The 4C Mortality Score performed well in an independent external COVID-19 cohort and may enable appropriate disposition of patients and allocation of medical resources. UMIN000040598.
对于 COVID-19 患者,需要预测风险的算法来辅助决策,但传统的风险评分在亚洲患者中尚未得到充分评估。我们旨在评估 COVID-19 特异性预测模型 4C(冠状病毒临床特征联盟)死亡率评分,以及其他常规重症监护风险模型在日本全国登记数据中的表现。
回顾性队列研究。
2020 年 1 月至 5 月,日本 49 家医院收治的 COVID-19 合并心血管疾病或冠心病危险因素的住院患者。

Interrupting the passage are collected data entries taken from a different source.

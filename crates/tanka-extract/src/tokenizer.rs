//! Lexicon-driven tokenizer over normalized text.
//!
//! Splits normalized text into part-of-speech tagged tokens and scans
//! `(Number, Unit)` adjacency pairs for quantities. This pass is the most
//! trusted numeric source: patterns and the LLM pass only fill what it
//! leaves empty.

use tanka_core::ExtractedAttributes;

use crate::normalize::TIMES;

#[derive(Debug, Clone, Copy, PartialEq, Eq)]
pub enum UnitKind {
    Roll,
    Pack,
    Piece,
    Metre,
    Millilitre,
    Litre,
    Kilogram,
    Gram,
}

impl UnitKind {
    fn is_count(self) -> bool {
        matches!(self, UnitKind::Roll | UnitKind::Piece)
    }
}

/// Canonical unit spellings produced by normalization, longest first.
const UNIT_LEXICON: &[(&str, UnitKind)] = &[
    ("ロール", UnitKind::Roll),
    ("パック", UnitKind::Pack),
    ("個", UnitKind::Piece),
    ("ml", UnitKind::Millilitre),
    ("kg", UnitKind::Kilogram),
    ("m", UnitKind::Metre),
    ("l", UnitKind::Litre),
    ("g", UnitKind::Gram),
];

const SYMBOLS: &str = "【】「」『』（）()[]［］〔〕｛｝{}〈〉《》・、。,.!?！？/／~〜～:：;；※★☆◆◇■□●○♪+＋-=＝&＆%％#＃@＠|｜\"'";

#[derive(Debug, Clone, Copy, PartialEq, Eq)]
pub enum PartOfSpeech {
    Number,
    Unit(UnitKind),
    Multiply,
    Word,
    Symbol,
}

#[derive(Debug, Clone, PartialEq, Eq)]
pub struct Token<'a> {
    pub text: &'a str,
    pub pos: PartOfSpeech,
}

impl<'a> Token<'a> {
    fn new(text: &'a str, pos: PartOfSpeech) -> Self {
        Self { text, pos }
    }
}

/// Tokenizes normalized text. Whitespace separates tokens and is dropped.
///
/// A unit is only recognised directly after a number; elsewhere the same
/// characters are part of a word.
#[must_use]
pub fn tokenize(text: &str) -> Vec<Token<'_>> {
    let mut tokens: Vec<Token<'_>> = Vec::new();
    let mut rest = text;

    while let Some(c) = rest.chars().next() {
        let after_number = tokens
            .last()
            .is_some_and(|t| t.pos == PartOfSpeech::Number);

        let (len, pos) = if c.is_whitespace() {
            rest = &rest[c.len_utf8()..];
            continue;
        } else if c.is_ascii_digit() {
            (number_len(rest), PartOfSpeech::Number)
        } else if c == TIMES {
            (c.len_utf8(), PartOfSpeech::Multiply)
        } else if let Some((unit, kind)) = after_number.then(|| match_unit(rest)).flatten() {
            (unit.len(), PartOfSpeech::Unit(kind))
        } else if SYMBOLS.contains(c) {
            (c.len_utf8(), PartOfSpeech::Symbol)
        } else if c.is_ascii_alphabetic() {
            (run_len(rest, |ch| ch.is_ascii_alphanumeric()), PartOfSpeech::Word)
        } else {
            (run_len(rest, is_word_char), PartOfSpeech::Word)
        };

        tokens.push(Token::new(&rest[..len], pos));
        rest = &rest[len..];
    }

    tokens
}

/// Scans `(Number, Unit)` pairs and fills quantity fields. The first
/// occurrence of each field wins.
///
/// A `×` after a count pair (`12ロール×4`) makes the next number the pack
/// multiplier; a `×` after a measure pair (`400ml×3`) makes it the unit
/// count. A count group only sets the multiplier together with its own
/// count, see [`fill_count_group`].
#[must_use]
pub fn scan_quantities(tokens: &[Token<'_>]) -> ExtractedAttributes {
    let mut attrs = ExtractedAttributes::default();
    let mut i = 0;

    while i < tokens.len() {
        let (Some(number), Some(PartOfSpeech::Unit(kind))) =
            (parse_number(&tokens[i]), tokens.get(i + 1).map(|t| t.pos))
        else {
            i += 1;
            continue;
        };

        let factor = multiplied_by(tokens, i + 2);

        if kind.is_count() {
            fill_count_group(&mut attrs, as_count(number), factor.and_then(as_count));
        } else if kind == UnitKind::Pack {
            set_once(&mut attrs.pack_multiplier, as_count(number));
        } else {
            let value = positive(number);
            match kind {
                UnitKind::Metre => set_once(&mut attrs.unit_length_m, value),
                UnitKind::Millilitre => set_once(&mut attrs.volume_ml, value),
                UnitKind::Litre => set_once(&mut attrs.volume_ml, value.map(|v| v * 1000.0)),
                UnitKind::Kilogram => set_once(&mut attrs.weight_kg, value),
                UnitKind::Gram => set_once(&mut attrs.weight_kg, value.map(|v| v / 1000.0)),
                UnitKind::Roll | UnitKind::Pack | UnitKind::Piece => {}
            }
            if let Some(count) = factor {
                set_once(&mut attrs.unit_count, as_count(count));
            }
        }

        // Skip the pair and, when present, the `× N [unit]` tail it consumed.
        i += if factor.is_some() {
            let tail_unit = matches!(
                tokens.get(i + 4).map(|t| t.pos),
                Some(PartOfSpeech::Unit(_))
            );
            if tail_unit {
                5
            } else {
                4
            }
        } else {
            2
        };
    }

    attrs
}

/// Fills `unit_count` and `pack_multiplier` from one `count × mult` group.
///
/// Both are set together or not at all. When a count is already known and
/// equals `count * mult`, it was the total of this breakdown
/// (`48ロール(12ロール×4パック)`), so the breakdown replaces it. A group that
/// describes a different quantity leaves both fields alone.
pub(crate) fn fill_count_group(
    attrs: &mut ExtractedAttributes,
    count: Option<u32>,
    mult: Option<u32>,
) {
    let Some(mult) = mult else {
        set_once(&mut attrs.unit_count, count);
        return;
    };
    let Some(count) = count else {
        return;
    };
    match (attrs.unit_count, attrs.pack_multiplier) {
        (None, None) => {
            attrs.unit_count = Some(count);
            attrs.pack_multiplier = Some(mult);
        }
        (Some(total), None) if count.checked_mul(mult) == Some(total) => {
            attrs.unit_count = Some(count);
            attrs.pack_multiplier = Some(mult);
        }
        _ => {}
    }
}

fn multiplied_by(tokens: &[Token<'_>], at: usize) -> Option<f64> {
    let times = tokens.get(at)?;
    if times.pos != PartOfSpeech::Multiply {
        return None;
    }
    parse_number(tokens.get(at + 1)?)
}

fn parse_number(token: &Token<'_>) -> Option<f64> {
    if token.pos != PartOfSpeech::Number {
        return None;
    }
    token.text.parse::<f64>().ok().filter(|v| v.is_finite())
}

fn positive(value: f64) -> Option<f64> {
    (value > 0.0).then_some(value)
}

/// Accepts whole, positive counts only.
#[allow(clippy::cast_possible_truncation, clippy::cast_sign_loss)]
fn as_count(value: f64) -> Option<u32> {
    if value.fract() != 0.0 || value < 1.0 || value > f64::from(u32::MAX) {
        return None;
    }
    Some(value as u32)
}

fn set_once<T>(slot: &mut Option<T>, value: Option<T>) {
    if slot.is_none() {
        *slot = value;
    }
}

fn number_len(s: &str) -> usize {
    let int_len = prefix_len(s, |c| c.is_ascii_digit());
    let rest = &s[int_len..];
    if let Some(frac) = rest.strip_prefix('.') {
        let frac_len = prefix_len(frac, |c| c.is_ascii_digit());
        if frac_len > 0 {
            return int_len + 1 + frac_len;
        }
    }
    int_len
}

fn match_unit(s: &str) -> Option<(&'static str, UnitKind)> {
    UNIT_LEXICON.iter().copied().find(|(unit, _)| {
        s.starts_with(unit)
            && (!unit.is_ascii()
                || !s[unit.len()..]
                    .chars()
                    .next()
                    .is_some_and(|c| c.is_ascii_alphabetic()))
    })
}

fn is_word_char(c: char) -> bool {
    !c.is_whitespace() && !c.is_ascii() && c != TIMES && !SYMBOLS.contains(c)
}

/// Byte length of the leading run of `s` whose chars satisfy `pred`.
fn prefix_len(s: &str, pred: impl Fn(char) -> bool) -> usize {
    s.chars().take_while(|&c| pred(c)).map(char::len_utf8).sum()
}

/// [`prefix_len`], but always at least one char so the tokenizer makes
/// progress.
fn run_len(s: &str, pred: impl Fn(char) -> bool) -> usize {
    let len = prefix_len(s, pred);
    if len == 0 {
        s.chars().next().map_or(0, char::len_utf8)
    } else {
        len
    }
}
use chrono::TimeZone;
use rust_decimal::Decimal;

use super::*;

const BASE: &str = "https://www.amazon.co.jp";

fn fetched_at() -> DateTime<Utc> {
    Utc.with_ymd_and_hms(2026, 10, 1, 9, 0, 0).unwrap()
}

fn card(asin: &str, title: &str) -> String {
    format!(
        r#"<div data-component-type="s-search-result" data-asin="{asin}">
             <h2><a class="a-link-normal" href="/dp/{asin}/ref=sr_1_1"><span>{title}</span></a></h2>
             <span class="a-price"><span class="a-offscreen">￥1,280</span></span>
             <span class="a-price" data-a-strike="true"><span class="a-offscreen">￥1,580</span></span>
             <i><span class="a-icon-alt">5つ星のうち4.3</span></i>
             <a href="/dp/{asin}#customerReviews"><span class="a-size-base s-underline-text">2,345</span></a>
             <img class="s-image" src="https://m.media-amazon.com/images/I/{asin}.jpg" alt="{title}">
           </div>"#
    )
}

fn page(cards: &[String], next: bool) -> String {
    let next_link = if next {
        r#"<a class="s-pagination-item s-pagination-next" href="/s?k=x&page=2">次へ</a>"#
    } else {
        r#"<span class="s-pagination-item s-pagination-next s-pagination-disabled">次へ</span>"#
    };
    format!(
        r#"<html><body><div class="s-main-slot s-result-list">{}</div>{next_link}</body></html>"#,
        cards.join("\n")
    )
}

// ---------------------------------------------------------------------------
// Field extraction
// ---------------------------------------------------------------------------

#[test]
fn parses_full_card() {
    let html = page(
        &[card("B0C1234567", "エリエール トイレットペーパー 12ロール×4パック ダブル 25m")],
        false,
    );
    let result = parse_search_page(&html, BASE, fetched_at()).unwrap();

    assert_eq!(result.listings.len(), 1);
    let listing = &result.listings[0];
    assert_eq!(listing.source_id, "B0C1234567");
    assert_eq!(
        listing.title,
        "エリエール トイレットペーパー 12ロール×4パック ダブル 25m"
    );
    assert_eq!(listing.price, Some(Decimal::new(1280, 0)));
    assert_eq!(listing.regular_price, Some(Decimal::new(1580, 0)));
    assert_eq!(listing.rating_avg, Some(4.3));
    assert_eq!(listing.rating_count, Some(2345));
    assert_eq!(
        listing.product_url.as_deref(),
        Some("https://www.amazon.co.jp/dp/B0C1234567/ref=sr_1_1")
    );
    assert_eq!(
        listing.image_url.as_deref(),
        Some("https://m.media-amazon.com/images/I/B0C1234567.jpg")
    );
    assert_eq!(listing.fetched_at, fetched_at());
}

#[test]
fn missing_optional_fields_are_none() {
    let html = page(
        &[r#"<div data-component-type="s-search-result" data-asin="B0C7654321">
               <h2><span class="a-text-normal">お米 5kg</span></h2>
             </div>"#
            .to_string()],
        false,
    );
    let result = parse_search_page(&html, BASE, fetched_at()).unwrap();
    let listing = &result.listings[0];
    assert!(listing.price.is_none());
    assert!(listing.regular_price.is_none());
    assert!(listing.rating_avg.is_none());
    assert!(listing.rating_count.is_none());
    assert!(listing.image_url.is_none());
    assert_eq!(
        listing.product_url.as_deref(),
        Some("https://www.amazon.co.jp/dp/B0C7654321")
    );
}

#[test]
fn source_id_falls_back_to_product_link() {
    let html = page(
        &[r#"<div data-component-type="s-search-result" data-asin="">
               <h2><a href="/some-title/dp/B0CAAAAAAA/ref=x"><span>title</span></a></h2>
             </div>"#
            .to_string()],
        false,
    );
    let result = parse_search_page(&html, BASE, fetched_at()).unwrap();
    assert_eq!(result.listings[0].source_id, "B0CAAAAAAA");
}

// ---------------------------------------------------------------------------
// Card rejection
// ---------------------------------------------------------------------------

#[test]
fn card_without_id_is_skipped() {
    let html = page(
        &[
            r#"<div data-component-type="s-search-result"><h2><span class="a-text-normal">広告</span></h2></div>"#
                .to_string(),
            card("B0C1234567", "valid"),
        ],
        false,
    );
    let result = parse_search_page(&html, BASE, fetched_at()).unwrap();
    assert_eq!(result.listings.len(), 1);
    assert_eq!(result.skipped, 1);
}

#[test]
fn card_with_short_id_is_skipped() {
    let html = page(&[card("B0C123", "short id")], false);
    let result = parse_search_page(&html, BASE, fetched_at()).unwrap();
    assert!(result.listings.is_empty());
    assert_eq!(result.skipped, 1);
}

#[test]
fn card_with_empty_title_is_skipped() {
    let html = page(
        &[r#"<div data-component-type="s-search-result" data-asin="B0C1234567"><h2><a><span> </span></a></h2></div>"#
            .to_string()],
        false,
    );
    let result = parse_search_page(&html, BASE, fetched_at()).unwrap();
    assert!(result.listings.is_empty());
    assert_eq!(result.skipped, 1);
}

#[test]
fn duplicate_ids_keep_first_occurrence() {
    let html = page(
        &[card("B0C1234567", "first"), card("B0C1234567", "second")],
        false,
    );
    let result = parse_search_page(&html, BASE, fetched_at()).unwrap();
    assert_eq!(result.listings.len(), 1);
    assert_eq!(result.listings[0].title, "first");
}

// ---------------------------------------------------------------------------
// Page-level
// ---------------------------------------------------------------------------

#[test]
fn empty_result_page_is_ok() {
    let html = page(&[], false);
    let result = parse_search_page(&html, BASE, fetched_at()).unwrap();
    assert!(result.listings.is_empty());
    assert!(!result.has_next);
    assert_eq!(result.skipped, 0);
}

#[test]
fn detects_next_page_link() {
    let html = page(&[card("B0C1234567", "x")], true);
    assert!(parse_search_page(&html, BASE, fetched_at()).unwrap().has_next);
}

#[test]
fn captcha_page_is_blocked() {
    let html = r#"<html><body>
        <form method="get" action="/errors/validateCaptcha">
          <input id="captchacharacters" name="field-keywords">
        </form></body></html>"#;
    let err = parse_search_page(html, BASE, fetched_at()).unwrap_err();
    assert!(matches!(err, ScraperError::Blocked { .. }));
}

两种不同的结局,住院死亡率和复合结局(定义为需要有创机械通气和死亡)。
对 693 例患者的风险评分进行了测试,用于预测所有患者的住院死亡率和基线时未插管患者的复合终点(n=659)。死亡率的事件数为 108 例(15.6%),复合终点为 178 例(27.0%)。在对缺失值进行多次插补后,评估了 4C 死亡率评分的性能,并与三个具有良好区分能力的预测模型(RISE UP 评分、A-DROP 评分和快速急诊医学评分(REMS))进行了比较。4C 死亡率评分对住院死亡率的接收者操作特征曲线下面积(AUC)为 0.84(95%CI 0.80 至 0.88),对复合终点的 AUC 为 0.78(95%CI 0.74 至 0.81)。与其他评分相比,除 RISE UP 评分外,该评分在预测住院死亡率方面具有更好的区分能力(AUC:0.82,95%CI 0.78 至 0.86)。同样,4C 死亡率评分在死亡率方面显示出对 A-DROP 和 REMS 的正净重新分类改善指数,在复合终点方面显示出对所有三个评分的正净重新分类改善指数。4C 死亡率评分模型表现出良好的校准能力,与结局无关。
4C 死亡率评分在独立的 COVID-19 外部队列中表现良好,可能有助于对患者进行适当的处置和医疗资源的分配。UMIN000040598。